In agreement with the EPR data, broken-symmetry (BS) calculations found that the iron- and ligand-based spins are ferromagnetically coupled, with computed J values of ∼65 cm–1 (H = −2JSA·SB). Moreover, absorption spectra computed using TD-DFT nicely reproduce key features of the experimental spectra (Figure S5 in the SI); in particular, the calculations predict that each X model will display two pSQ-based π → π* transitions in the near-UV region, resulting in an intense absorption band with λmax near 410 nm. The computed spectra also exhibit a moderate FeII → pSQ• MLCT band at 530 nm (1) or 645 nm (2).

Direct evidence for the presence of a semiquinonate ligand in the X complexes was provided by rR studies. The rR spectrum of 1 (Figure 5) displays an intense peak at 1392 cm–1 that is not evident in the precursor spectrum; 2 exhibits a similar feature at 1382 cm–1 (Figure S6 in the SI). Both peaks are strongly enhanced by excitation into the near-UV absorption bands. Coordinated SQ radicals typically display an intense peak in the 1400–1500 cm–1 region that arises primarily from stretching motions of the C–O bonds.[6e,14] While the observed X frequencies fall slightly below this range, the C–O bonds of the semiquinonate ring are likely weakened by charge donation from the phenolate moiety of the J ligand. This conclusion is supported by DFT frequency calculations with the 1 model, which predict a mode at 1407 cm–1 with mixed ν(O–C) and ring-breathing character.

Figure 5

rR spectra obtained with 413.1 nm excitation (40 mW) of 1 (black) and 1 (red) in frozen CD2Cl2 solutions. Peaks with an asterisk (*) arise from solvent.

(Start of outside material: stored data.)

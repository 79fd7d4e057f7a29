pub mod chat;
pub mod footer;
pub mod quit_confirm;
pub mod sidebar;

use crate::app::{App, AppScreen};
use crate::constants::SIDEBAR_WIDTH;
use ratatui::{
    layout::{Constraint, Direction, Layout},
    Frame,
};

pub fn draw(f: &mut Frame, app: &mut App) {
    let size = f.area();
    app.viewport_height = size.height;

    if app.screen == AppScreen::QuitConfirm {
        quit_confirm::draw_quit_confirm(f, quit_confirm::centered_rect(size));
        return;
    }

    let horizontal_chunks = Layout::default()
        .direction(Direction::Horizontal)
        .constraints([Constraint::Length(SIDEBAR_WIDTH), Constraint::Min(1)])
        .margin(1)
        .split(size);

    sidebar::draw_sidebar(f, app, horizontal_chunks[0]);

    let vertical_chunks = Layout::default()
        .direction(Direction::Vertical)
        .constraints([Constraint::Min(1), Constraint::Length(1)])
        .split(horizontal_chunks[1]);

    chat::draw_chat(f, app, vertical_chunks[0]);
    footer::draw_footer(f, vertical_chunks[1], app);
}
use ratatui::{
    layout::{Alignment, Rect},
    style::{Color, Modifier, Style},
    widgets::{Block, Borders, Paragraph, Wrap},
    Frame,
};

pub fn draw_quit_confirm(f: &mut Frame<'_>, area: Rect) {
    let block = Block::default()
        .borders(Borders::ALL)
        .title("Confirm Quit")
        .style(Style::default().fg(Color::LightYellow).bg(Color::Black));

    f.render_widget(block, area);

    let quit_text = "Are you sure you want to quit?\n\nPress 'y' to confirm quit or 'n' to cancel.";

    let paragraph = Paragraph::new(quit_text)
        .style(
            Style::default()
                .fg(Color::White)
                .add_modifier(Modifier::BOLD),
        )
        .alignment(Alignment::Center)
        .wrap(Wrap { trim: true });

    f.render_widget(paragraph, area);
}

pub fn centered_rect(size: Rect) -> Rect {
    let width = size.width.min(50);
    let height = size.height.min(7);
    Rect {
        x: size.x + (size.width.saturating_sub(width)) / 2,
        y: size.y + (size.height.saturating_sub(height)) / 2,
        width,
        height,
    }
}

In summary, two mononuclear iron(II) complexes (1 and 2) featuring juglone-derived ligands have been prepared and examined with crystallographic and electrochemical methods. Treatment with strong one-electron reductants gives rise to species X, with coordinated pSQ radicals ferromagnetically coupled to high-spin ferrous centers. Current efforts are focused on the preparation of species with greater distances between the iron- and ligand-based spins, thus permitting studies of long-range FeII–SQ• interactions like those found in PSII.